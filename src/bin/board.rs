//! Print the leaderboard from the configured store.
//!
//! Usage: board [daily|weekly|all] [limit]

use std::sync::Arc;

use anyhow::{bail, Result};

use basepressure::config::Config;
use basepressure::rank::{BoardWindow, RankEngine};
use basepressure::source::{Clock, SystemClock};
use basepressure::store::event::short_id;
use basepressure::store::ScoreStore;

fn main() -> Result<()> {
    let cfg = Config::from_env();
    let mut args = std::env::args().skip(1);
    let window = match args.next() {
        Some(arg) => match BoardWindow::parse(&arg) {
            Some(w) => w,
            None => bail!("unknown board '{}', expected daily, weekly or all", arg),
        },
        None => cfg.board_window,
    };
    let limit = args.next().and_then(|v| v.parse().ok()).unwrap_or(cfg.board_limit);

    let clock: Arc<dyn Clock> = Arc::new(SystemClock);
    let (store, report) = ScoreStore::load(cfg.open_slot()?, cfg.store.clone(), clock.clone());
    if let Some(warning) = report.warning() {
        eprintln!("warning: {}", warning);
    }

    let ranks = RankEngine::local(clock);
    let board = ranks.ranked_board(store.saved(), window, limit);

    println!("=== {} BOARD ({} saved, {} banked) ===", window.as_str().to_uppercase(), report.saved, report.banked);
    if board.is_empty() {
        println!("no saved scores in this window");
    }
    for (i, e) in board.iter().enumerate() {
        let name = e.display_name.clone().unwrap_or_else(|| short_id(&e.participant_id));
        println!("{:>3}. {:<24} {:>8}", i + 1, name, e.score);
    }
    Ok(())
}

- _EXERCISE REQUIREMENTS_: Gather, from the listing above, every line carrying the word "None".

- _TASK RESULT_:
            None => bail!("unknown board '{}', expected daily, weekly or all", arg),
        None => cfg.board_window,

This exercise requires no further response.